La primera consiste en militarizar la zona de operaciones, desplegando mastines humanos de dos o tres fuerzas policiales sin un comando unificado ni comunicación entre sí, pero con el gatillo libre para actuar. Como si estuvieran en la batalla de Stalingrado.

La segunda se cifra en la intervención de individuos encapuchados para propiciar con vandálicos incidentes la cacería de manifestantes. Una suerte de «foquismo» al revés.

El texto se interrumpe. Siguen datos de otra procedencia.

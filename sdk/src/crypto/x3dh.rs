#![forbid(unsafe_code)]
//! # X3DH key agreement engine
//!
//! [`X3dhEngine`] derives session secrets following the X3DH pattern from
//! Signal's public specification. The initiator combines its identity key and
//! a fresh ephemeral key with the responder's published identity, long-term
//! and (optional) one-time keys:
//!
//! ```text
//! DH1 = DH(IK_A, LT_B)
//! DH2 = DH(EK_A, IK_B)
//! DH3 = DH(EK_A, LT_B)
//! DH4 = DH(EK_A, OT_B)      (only when a one-time key was published)
//! SK  = HKDF(0xff*32 || DH1 || DH2 || DH3 [|| DH4], info = "X3DH" || additional data)
//! ```
//!
//! Messages are sealed with XChaCha20-Poly1305 under a key and nonce expanded
//! from `SK` and a random 32-byte per-message salt. The associated data binds
//! both identity keys in `initiator || responder` order.
//!
//! ## Example
//!
//! ```
//! use card_sessions::crypto::{
//!     CryptoEngine, InitiatorPrivateInfo, InitiatorPublicInfo, ResponderPrivateInfo,
//!     ResponderPublicInfo, X3dhEngine,
//! };
//!
//! # fn main() -> Result<(), Box<dyn std::error::Error>> {
//! let engine = X3dhEngine::new();
//! let alice_ik = engine.generate_key_pair();
//! let alice_ek = engine.generate_key_pair();
//! let bob_ik = engine.generate_key_pair();
//! let bob_lt = engine.generate_key_pair();
//!
//! let alice = engine.derive_initiator_session(
//!     &InitiatorPrivateInfo {
//!         identity_key: engine.import_private_key(&alice_ik.private_key)?,
//!         ephemeral_key: engine.import_private_key(&alice_ek.private_key)?,
//!     },
//!     &ResponderPublicInfo {
//!         identity_key: engine.import_public_key(&bob_ik.public_key)?,
//!         long_term_key: engine.import_public_key(&bob_lt.public_key)?,
//!         one_time_key: None,
//!     },
//!     b"",
//! )?;
//! let bob = engine.derive_responder_session(
//!     &ResponderPrivateInfo {
//!         identity_key: engine.import_private_key(&bob_ik.private_key)?,
//!         long_term_key: engine.import_private_key(&bob_lt.private_key)?,
//!         one_time_key: None,
//!     },
//!     &InitiatorPublicInfo {
//!         identity_key: engine.import_public_key(&alice_ik.public_key)?,
//!         ephemeral_key: engine.import_public_key(&alice_ek.public_key)?,
//!     },
//!     b"",
//! )?;
//! assert_eq!(alice.session_id, bob.session_id);
//!
//! let sealed = engine.encrypt_with(&alice.handle, b"hello, Bob!")?;
//! let plain = engine.decrypt_with(&bob.handle, &sealed.salt, &sealed.ciphertext)?;
//! assert_eq!(plain, b"hello, Bob!");
//! # Ok(()) }
//! ```

use {
    super::{
        secret_bytes::SecretBytes,
        CryptoEngine,
        DerivedSession,
        EngineError,
        InitiatorPrivateInfo,
        InitiatorPublicInfo,
        RawKeyPair,
        ResponderPrivateInfo,
        ResponderPublicInfo,
        Sealed,
    },
    crate::state::SessionId,
    aead::{Aead, KeyInit, Payload},
    chacha20poly1305::{XChaCha20Poly1305, XNonce},
    hkdf::Hkdf,
    rand::rngs::OsRng,
    rand_core::RngCore,
    sha2::{Digest, Sha256},
    x25519_dalek::{PublicKey as X25519PublicKey, StaticSecret},
    xeddsa::{
        xed25519::{PrivateKey as XEdPrivate, PublicKey as XEdPublic},
        Sign,
        Verify,
    },
    zeroize::{Zeroize, ZeroizeOnDrop, Zeroizing},
};

/// Curve identifier for `Encode(PK)` (see section 2.5 of the X3DH spec).
const CURVE_ID_X25519: u8 = 0x05;
/// Maximum ciphertext length accepted by [`X3dhEngine::decrypt_with`] (**1 MiB**).
const MAX_CIPHERTEXT: usize = 1024 * 1024;
/// Prefix of the HKDF `info` field; the caller's additional data follows it.
const HKDF_INFO: &[u8] = b"X3DH";
/// Label for per-message key expansion.
const MESSAGE_KEY_INFO: &[u8] = b"message-key";
/// Per-message salt length.
const SALT_LEN: usize = 32;
/// Length of a 32-byte root key followed by two encoded identity keys.
const HANDLE_LEN: usize = 32 + 33 + 33;

/// Shared secret produced by X3DH.
///
/// The `Zeroizing` wrapper guarantees that the 32‑byte buffer is wiped from
/// memory when dropped, preventing accidental key leakage.
pub type SharedSecret = Zeroizing<[u8; 32]>;

// === Helper utilities ===

/// Encode a Curve25519 public key as `curve_id || u_coordinate` (33 bytes).
#[inline]
fn encode_pk(pk: &X25519PublicKey) -> [u8; 33] {
    let mut out = [0u8; 33];
    out[0] = CURVE_ID_X25519;
    out[1..].copy_from_slice(pk.as_bytes());
    out
}

/// HKDF wrapper (SHA‑256) with a 32×`0xff` domain separator.
///
/// * `dhs` – list of raw Diffie‑Hellman outputs (`dh1..dh4`).
/// * `info` – application‑specific label.
fn kdf(dhs: &[&[u8]], info: &[u8]) -> Result<SharedSecret, EngineError> {
    let mut ikm = Vec::with_capacity(32 + 32 * dhs.len());
    // Domain separator – mitigates cross‑protocol attacks.
    ikm.extend([0xffu8; 32]);
    for dh in dhs {
        ikm.extend_from_slice(dh);
    }
    // 32‑byte zero salt (X3DH §2.2)
    let salt = [0u8; 32];
    let hk = Hkdf::<Sha256>::new(Some(&salt), &ikm);
    let mut okm = [0u8; 32];
    hk.expand(info, &mut okm)?;
    ikm.zeroize();
    Ok(Zeroizing::new(okm))
}

/// Diffie‑Hellman that refuses non‑contributory results (small‑order points).
fn dh(sk: &StaticSecret, pk: &X25519PublicKey, label: &str) -> Result<[u8; 32], EngineError> {
    let shared = sk.diffie_hellman(pk);
    if !shared.was_contributory() {
        return Err(EngineError::Derivation(format!(
            "non-contributory {label} exchange"
        )));
    }
    Ok(shared.to_bytes())
}

/// Run the KDF over the DH outputs and wipe them afterwards.
fn derive_root(mut dhs: Vec<[u8; 32]>, additional_data: &[u8]) -> Result<SharedSecret, EngineError> {
    let mut info = Vec::with_capacity(HKDF_INFO.len() + additional_data.len());
    info.extend_from_slice(HKDF_INFO);
    info.extend_from_slice(additional_data);

    let slices: Vec<&[u8]> = dhs.iter().map(|d| d.as_slice()).collect();
    let sk = kdf(&slices, &info);
    for d in dhs.iter_mut() {
        d.zeroize();
    }
    sk
}

/// Deterministically derives the session-ID from the X3DH shared secret.
fn calculate_session_id(shared_secret: &[u8; 32]) -> SessionId {
    let mut hasher = Sha256::new();
    // session-id | shared-secret
    hasher.update(b"session-id");
    hasher.update(shared_secret);
    SessionId(hasher.finalize().into())
}

// === Session handle ===

/// Derived session secrets held by a live session.
#[derive(Zeroize, ZeroizeOnDrop)]
pub struct SessionSecret {
    root: [u8; 32],
    /// `Encode(IK_initiator) || Encode(IK_responder)`.
    #[zeroize(skip)]
    associated_data: [u8; 66],
}

impl SessionSecret {
    fn new(root: &[u8; 32], initiator: &X25519PublicKey, responder: &X25519PublicKey) -> Self {
        let mut associated_data = [0u8; 66];
        associated_data[..33].copy_from_slice(&encode_pk(initiator));
        associated_data[33..].copy_from_slice(&encode_pk(responder));
        Self {
            root: *root,
            associated_data,
        }
    }

    /// Expand the per-message key and nonce from the root key and `salt`.
    fn message_cipher(&self, salt: &[u8]) -> Result<(XChaCha20Poly1305, [u8; 24]), EngineError> {
        let hk = Hkdf::<Sha256>::new(Some(salt), &self.root);
        let mut okm = Zeroizing::new([0u8; 32 + 24]);
        hk.expand(MESSAGE_KEY_INFO, &mut okm[..])?;
        let cipher = XChaCha20Poly1305::new_from_slice(&okm[..32]).map_err(|_| EngineError::Aead)?;
        let mut nonce = [0u8; 24];
        nonce.copy_from_slice(&okm[32..]);
        Ok((cipher, nonce))
    }
}

// === Engine ===

/// X25519 / XEdDSA / XChaCha20‑Poly1305 implementation of [`CryptoEngine`].
#[derive(Clone, Copy, Debug, Default)]
pub struct X3dhEngine;

impl X3dhEngine {
    pub fn new() -> Self {
        Self
    }
}

impl CryptoEngine for X3dhEngine {
    type Handle = SessionSecret;
    type PrivateKey = StaticSecret;
    type PublicKey = X25519PublicKey;

    fn generate_key_pair(&self) -> RawKeyPair {
        let secret = StaticSecret::random_from_rng(OsRng);
        let public = X25519PublicKey::from(&secret);
        RawKeyPair {
            private_key: Zeroizing::new(secret.to_bytes().to_vec()),
            public_key: public.as_bytes().to_vec(),
        }
    }

    fn import_private_key(&self, raw: &[u8]) -> Result<StaticSecret, EngineError> {
        StaticSecret::try_from(&SecretBytes::from(raw)).map_err(|len| {
            EngineError::InvalidKey(format!("expected 32 private key bytes, got {len}"))
        })
    }

    fn import_public_key(&self, raw: &[u8]) -> Result<X25519PublicKey, EngineError> {
        let bytes: [u8; 32] = raw.try_into().map_err(|_| {
            EngineError::InvalidKey(format!("expected 32 public key bytes, got {}", raw.len()))
        })?;
        Ok(X25519PublicKey::from(bytes))
    }

    fn public_key_bytes(&self, key: &StaticSecret) -> Vec<u8> {
        X25519PublicKey::from(key).as_bytes().to_vec()
    }

    fn derive_initiator_session(
        &self,
        local: &InitiatorPrivateInfo<StaticSecret>,
        peer: &ResponderPublicInfo<X25519PublicKey>,
        additional_data: &[u8],
    ) -> Result<DerivedSession<SessionSecret>, EngineError> {
        let mut dhs = vec![
            dh(&local.identity_key, &peer.long_term_key, "IK_A/LT_B")?,
            dh(&local.ephemeral_key, &peer.identity_key, "EK_A/IK_B")?,
            dh(&local.ephemeral_key, &peer.long_term_key, "EK_A/LT_B")?,
        ];
        if let Some(one_time) = &peer.one_time_key {
            dhs.push(dh(&local.ephemeral_key, one_time, "EK_A/OT_B")?);
        }
        let sk = derive_root(dhs, additional_data)?;

        let local_identity = X25519PublicKey::from(&local.identity_key);
        Ok(DerivedSession {
            session_id: calculate_session_id(&sk),
            handle: SessionSecret::new(&sk, &local_identity, &peer.identity_key),
        })
    }

    fn derive_responder_session(
        &self,
        local: &ResponderPrivateInfo<StaticSecret>,
        peer: &InitiatorPublicInfo<X25519PublicKey>,
        additional_data: &[u8],
    ) -> Result<DerivedSession<SessionSecret>, EngineError> {
        let mut dhs = vec![
            dh(&local.long_term_key, &peer.identity_key, "LT_B/IK_A")?,
            dh(&local.identity_key, &peer.ephemeral_key, "IK_B/EK_A")?,
            dh(&local.long_term_key, &peer.ephemeral_key, "LT_B/EK_A")?,
        ];
        if let Some(one_time) = &local.one_time_key {
            dhs.push(dh(one_time, &peer.ephemeral_key, "OT_B/EK_A")?);
        }
        let sk = derive_root(dhs, additional_data)?;

        let local_identity = X25519PublicKey::from(&local.identity_key);
        Ok(DerivedSession {
            session_id: calculate_session_id(&sk),
            handle: SessionSecret::new(&sk, &peer.identity_key, &local_identity),
        })
    }

    fn encrypt_with(&self, handle: &SessionSecret, plaintext: &[u8]) -> Result<Sealed, EngineError> {
        let mut salt = vec![0u8; SALT_LEN];
        OsRng.fill_bytes(&mut salt);
        let (cipher, nonce) = handle.message_cipher(&salt)?;
        let ciphertext = cipher
            .encrypt(
                XNonce::from_slice(&nonce),
                Payload {
                    msg: plaintext,
                    aad: &handle.associated_data,
                },
            )
            .map_err(|_| EngineError::Aead)?;
        Ok(Sealed { salt, ciphertext })
    }

    fn decrypt_with(
        &self,
        handle: &SessionSecret,
        salt: &[u8],
        ciphertext: &[u8],
    ) -> Result<Vec<u8>, EngineError> {
        if ciphertext.len() > MAX_CIPHERTEXT {
            return Err(EngineError::CiphertextTooLarge);
        }
        if salt.len() != SALT_LEN {
            return Err(EngineError::DecryptFailed);
        }
        let (cipher, nonce) = handle.message_cipher(salt)?;
        cipher
            .decrypt(
                XNonce::from_slice(&nonce),
                Payload {
                    msg: ciphertext,
                    aad: &handle.associated_data,
                },
            )
            .map_err(|_| EngineError::DecryptFailed)
    }

    fn sign(&self, data: &[u8], key: &StaticSecret) -> Vec<u8> {
        let signing = XEdPrivate::from(key);
        let signature: [u8; 64] = signing.sign(data, OsRng);
        signature.to_vec()
    }

    fn verify(&self, data: &[u8], signature: &[u8], key: &X25519PublicKey) -> bool {
        let Ok(signature) = <[u8; 64]>::try_from(signature) else {
            return false;
        };
        XEdPublic::from(key).verify(data, &signature).is_ok()
    }

    fn export_handle(&self, handle: &SessionSecret) -> Zeroizing<Vec<u8>> {
        let mut out = Zeroizing::new(Vec::with_capacity(HANDLE_LEN));
        out.extend_from_slice(&handle.root);
        out.extend_from_slice(&handle.associated_data);
        out
    }

    fn import_handle(&self, raw: &[u8]) -> Result<SessionSecret, EngineError> {
        if raw.len() != HANDLE_LEN {
            return Err(EngineError::InvalidHandle);
        }
        let mut root = [0u8; 32];
        root.copy_from_slice(&raw[..32]);
        let mut associated_data = [0u8; 66];
        associated_data.copy_from_slice(&raw[32..]);
        if associated_data[0] != CURVE_ID_X25519 || associated_data[33] != CURVE_ID_X25519 {
            root.zeroize();
            return Err(EngineError::InvalidHandle);
        }
        let handle = SessionSecret {
            root,
            associated_data,
        };
        root.zeroize();
        Ok(handle)
    }
}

Ese patrón operativo fue estrenado durante la emboscada con golpizas y arrestos arbitrarios a mujeres luego de la marcha organizada el 8 de marzo de 2017 por el colectivo Ni una Menos. Se repitió al mes en el sorpresivo ataque a docentes que armaban la Escuela Itinerante en la Plaza de los Dos Congresos y, en junio de aquel año, durante la celada a los cooperativistas movilizados ante el Ministerio de Desarrollo Social. La gran gala en la materia ocurrió el 1º de septiembre, al concluir el multitudinario acto por la aparición con vida de Santiago Maldonado. Por tal razón, ni siquiera causó el menor asombro que en la convocatoria contra la sanción de la Reforma Previsional, ya en el transcurso del siempre filoso diciembre, ese ardid fuera el plato fuerte del menú policial.

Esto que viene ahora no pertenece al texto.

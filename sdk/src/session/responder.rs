use {
    super::{
        open,
        open_regular,
        seal,
        Envelope,
        Established,
        HandshakeMessage,
        InitLatch,
        SecureSession,
        SessionPhase,
    },
    crate::{
        cards::{Card, CardId},
        context::SessionContext,
        crypto::{CryptoEngine, InitiatorPublicInfo, ResponderPrivateInfo},
        error::{SessionError, SessionResult},
        key_pool::PoolKey,
        state::{PeerKeys, Role, SecureSessionIdentity, SessionState},
    },
    chrono::{DateTime, Utc},
    std::sync::Arc,
};

/// Handshake a fresh responder session has not processed yet.
struct PendingHandshake {
    initiator_card: Card,
    message: HandshakeMessage,
}

/// Session of the party answering a handshake.
///
/// Initialization verifies the handshake, claims the referenced pool keys,
/// derives and authenticates the first message before anything is
/// persisted. It runs on the first [`initialize`], [`encrypt`] or handshake
/// [`decrypt`] call.
///
/// [`initialize`]: SecureSession::initialize
/// [`encrypt`]: SecureSession::encrypt
/// [`decrypt`]: SecureSession::decrypt
pub struct ResponderSession<E: CryptoEngine> {
    ctx: Arc<SessionContext<E>>,
    peer_card_id: CardId,
    pending: Option<PendingHandshake>,
    creation_date: DateTime<Utc>,
    expiration_date: DateTime<Utc>,
    latch: InitLatch<E::Handle>,
}

impl<E: CryptoEngine> ResponderSession<E> {
    /// A session answering `message`, sent by the owner of `initiator_card`.
    pub fn new(
        ctx: Arc<SessionContext<E>>,
        initiator_card: Card,
        message: HandshakeMessage,
    ) -> Self {
        let (creation_date, expiration_date) = ctx.session_window(Utc::now());

        Self {
            peer_card_id: initiator_card.id.clone(),
            pending: Some(PendingHandshake {
                initiator_card,
                message,
            }),
            creation_date,
            expiration_date,
            latch: InitLatch::new(),
            ctx,
        }
    }

    /// Rehydrate from a persisted record. The session is initialized (or
    /// failed) when this returns.
    pub fn recover(ctx: Arc<SessionContext<E>>, state: SessionState) -> Self {
        let peer_card_id = state.identity.peer_card_id.clone();
        let creation_date = state.identity.creation_date;
        let expiration_date = state.identity.expiration_date;

        let outcome = Established::recover(ctx.engine(), state, Role::Responder);
        match &outcome {
            Ok(established) => log::info!(
                "[session] Recovered responder session {} with {}",
                established.identity.session_id,
                peer_card_id
            ),
            Err(e) => log::error!(
                "[session] Could not recover responder session with {peer_card_id}: {e}"
            ),
        }

        Self {
            ctx,
            peer_card_id,
            pending: None,
            creation_date,
            expiration_date,
            latch: InitLatch::settled(outcome),
        }
    }

    /// Whether `message` is the handshake this session was built from.
    pub fn answers(&self, message: &HandshakeMessage) -> bool {
        match (&self.pending, self.latch.get()) {
            (Some(pending), _) => pending.message == *message,
            (None, Ok(established)) => {
                established.peer.ephemeral_public_key == message.eph_public_key
                    && established.peer.identity_card_id == message.initiator_card_id
            }
            (None, Err(_)) => false,
        }
    }

    fn ensure_initialized(&self) -> SessionResult<&Established<E::Handle>> {
        self.latch.get_or_init(|| {
            let Some(pending) = &self.pending else {
                return Err(SessionError::NotInitialized);
            };

            self.respond(pending).inspect_err(|e| {
                log::error!(
                    "[session] Rejected handshake from {}: {e}",
                    self.peer_card_id
                );
            })
        })
    }

    fn respond(&self, pending: &PendingHandshake) -> SessionResult<Established<E::Handle>> {
        let engine = self.ctx.engine();
        let message = &pending.message;
        let own_id = self.ctx.identity_card_id();

        if pending.initiator_card.id != message.initiator_card_id {
            return Err(SessionError::SessionMismatch(format!(
                "handshake claims initiator {} but card {} was supplied",
                message.initiator_card_id, pending.initiator_card.id
            )));
        }

        if &message.responder_card_id != own_id {
            return Err(SessionError::SessionMismatch(format!(
                "handshake is addressed to {}, not to {own_id}",
                message.responder_card_id
            )));
        }

        let initiator_identity = engine.import_public_key(&pending.initiator_card.public_key)?;

        if !engine.verify(
            &message.eph_public_key,
            &message.eph_public_key_signature,
            &initiator_identity,
        ) {
            return Err(SessionError::SignatureVerificationFailed);
        }

        let long_term_name = message.responder_lt_card_id.as_str();
        let long_term = self
            .ctx
            .key_pool()
            .get(long_term_name)
            .ok_or_else(|| SessionError::KeyNotFound(long_term_name.to_string()))?;

        let one_time = message.responder_ot_card_id.as_ref().and_then(|id| {
            let claimed = self.ctx.key_pool().claim_one_time(id.as_str());

            if claimed.is_none() {
                log::warn!(
                    "[session] One-time key {id} referenced by {} is gone, continuing without it",
                    self.peer_card_id
                );
            }

            claimed.map(|key| (id.clone(), key))
        });

        let outcome = self.derive(pending, initiator_identity, &long_term, one_time.as_ref());

        if outcome.is_err() {
            if let Some((id, key)) = one_time {
                self.ctx.key_pool().release_one_time(id.as_str(), key);
            }
        }

        outcome
    }

    fn derive(
        &self,
        pending: &PendingHandshake,
        initiator_identity: E::PublicKey,
        long_term: &PoolKey,
        one_time: Option<&(CardId, PoolKey)>,
    ) -> SessionResult<Established<E::Handle>> {
        let engine = self.ctx.engine();
        let message = &pending.message;

        let local = ResponderPrivateInfo {
            identity_key: self.ctx.identity_private_key()?,
            long_term_key: engine.import_private_key(long_term.private_key.as_slice())?,
            one_time_key: one_time
                .map(|(_, key)| engine.import_private_key(key.private_key.as_slice()))
                .transpose()?,
        };

        let peer = InitiatorPublicInfo {
            identity_key: initiator_identity,
            ephemeral_key: engine.import_public_key(&message.eph_public_key)?,
        };

        let derived =
            engine.derive_responder_session(&local, &peer, self.ctx.additional_data())?;

        let additional_data = self.ctx.additional_data();
        let established = Established {
            identity: SecureSessionIdentity {
                role: Role::Responder,
                peer_card_id: self.peer_card_id.clone(),
                session_id: derived.session_id,
                ephemeral_key_name: None,
                creation_date: self.creation_date,
                expiration_date: self.expiration_date,
                additional_data: (!additional_data.is_empty()).then(|| additional_data.to_vec()),
            },
            peer: PeerKeys {
                identity_card_id: pending.initiator_card.id.clone(),
                identity_public_key: pending.initiator_card.public_key.clone(),
                long_term_card_id: message.responder_lt_card_id.clone(),
                long_term_public_key: long_term.public_key.clone(),
                one_time_card_id: one_time.map(|(id, _)| id.clone()),
                one_time_public_key: one_time.map(|(_, key)| key.public_key.clone()),
                ephemeral_public_key: message.eph_public_key.clone(),
            },
            handle: derived.handle,
        };

        // The first message authenticates the derivation. Nothing is stored
        // for a handshake whose keys do not match.
        open(&self.ctx, &established, &message.salt, &message.ciphertext)?;

        self.ctx
            .store()
            .save(&self.peer_card_id, &established.to_state(engine))?;

        log::info!(
            "[session] Accepted session {} from {} (one-time card: {})",
            established.identity.session_id,
            self.peer_card_id,
            established.peer.one_time_card_id.is_some()
        );

        Ok(established)
    }

    pub fn creation_date(&self) -> DateTime<Utc> {
        self.creation_date
    }

    pub fn expiration_date(&self) -> DateTime<Utc> {
        self.expiration_date
    }
}

impl<E: CryptoEngine> SecureSession for ResponderSession<E> {
    fn role(&self) -> Role {
        Role::Responder
    }

    fn peer_card_id(&self) -> &CardId {
        &self.peer_card_id
    }

    fn phase(&self) -> SessionPhase {
        self.latch.phase()
    }

    fn identity(&self) -> Option<&SecureSessionIdentity> {
        self.latch.identity()
    }

    fn initialize(&self) -> SessionResult<()> {
        self.ensure_initialized().map(|_| ())
    }

    fn encrypt(&self, plaintext: &str) -> SessionResult<String> {
        let established = self.ensure_initialized()?;

        seal(&self.ctx, established, plaintext)
    }

    fn decrypt(&self, envelope: &str) -> SessionResult<String> {
        match Envelope::parse(envelope)? {
            Envelope::Handshake(message) => {
                if !self.answers(&message) {
                    return Err(SessionError::SessionMismatch(format!(
                        "handshake from {} does not belong to this session",
                        message.initiator_card_id
                    )));
                }

                let established = self.ensure_initialized()?;

                open(&self.ctx, established, &message.salt, &message.ciphertext)
            }
            Envelope::Regular(message) => {
                let established = self.latch.get()?;

                open_regular(&self.ctx, established, &message)
            }
        }
    }
}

Allí recibió una grave lesión en la córnea el policía Maximiliano Russo. Su caso es famoso porque Macri lo visitó en el Churruca, y le dijo: «Tu mujer es muy linda para que la mires con un solo ojo». La madre luego reveló que el pobre Maxi, infiltrado entre los manifestantes, fue herido por sus propios camaradas, también infiltrados. Lo que se dice, «piedrazo amigo».

En todos esos episodios también fue filmado un apreciable número de falsos revoltosos (con capucha) que después (a cara descubierta) efectuaban arrestos. Tales detenciones invariablemente eran al «voleo».

Sin embargo, esto último ahora cambió.

Lo cierto es que en vísperas de la movilización contra el presupuesto del FMI las autoridades nacionales y porteñas (Patricia Bullrich y la dupla Martín Ocampo-Marcelo D’Alessandro) no dejaron ningún detalle librado al azar. De hecho, el «operativo de seguridad» incluyó la instalación en calles aledañas al Congreso de containers con cascotes, bolsas con piedras, ladrillos y todo tipo de escombros. Una invitación al caos que nunca antes había sido tan explícita. En paralelo, la señora Bullrich, no sin abusar de su rigidez actoral, denunciaba que una ignota banda anarquista, «Lxs Solidarixs (sic)», instigaba el incendio del palacio legislativo. ¿Acaso se habría inspirado en la quema del Reichstag?

Pero nótese que en esta ocasión los arrestos no fueron al «voleo» sino con blancos elegidos de antemano; en especial, dirigentes sociales y militantes de organizaciones mal vistas por las autoridades. Aquellos fueron los casos de Gustavo Muñoz (adjunto de la CTA de Moreno), Adrián Vidal (docente y figura visible del acampe por la explosión en la Escuela 49 que mató a Sandra Calamano y Rubén Rodríguez), el editor de la revista La Garganta Poderosa, Nacho Levy, y el trabajador de Télam, Fabricio Baca, además de miembros de Astilleros Río Santiago. La persecución se extendió hasta Constitución.

En tal contexto, como para no descuidar el aspecto xenófobo del asunto, cayeron los cuatro extranjeros. Según las autoridades, esa cosecha contempla «un turco vinculado al terrorismo kurdo, dos agentes venezolanos que reportan a Maduro y un cuadro del anarquismo paraguayo». Según la realidad, el turco reside con su esposa argentina en Córdoba y estaba de paseo en Buenos Aires, los venezolanos son inmigrantes antichavistas y el ciudadano paraguayo tiene años de residencia en el país e hijos argentinos.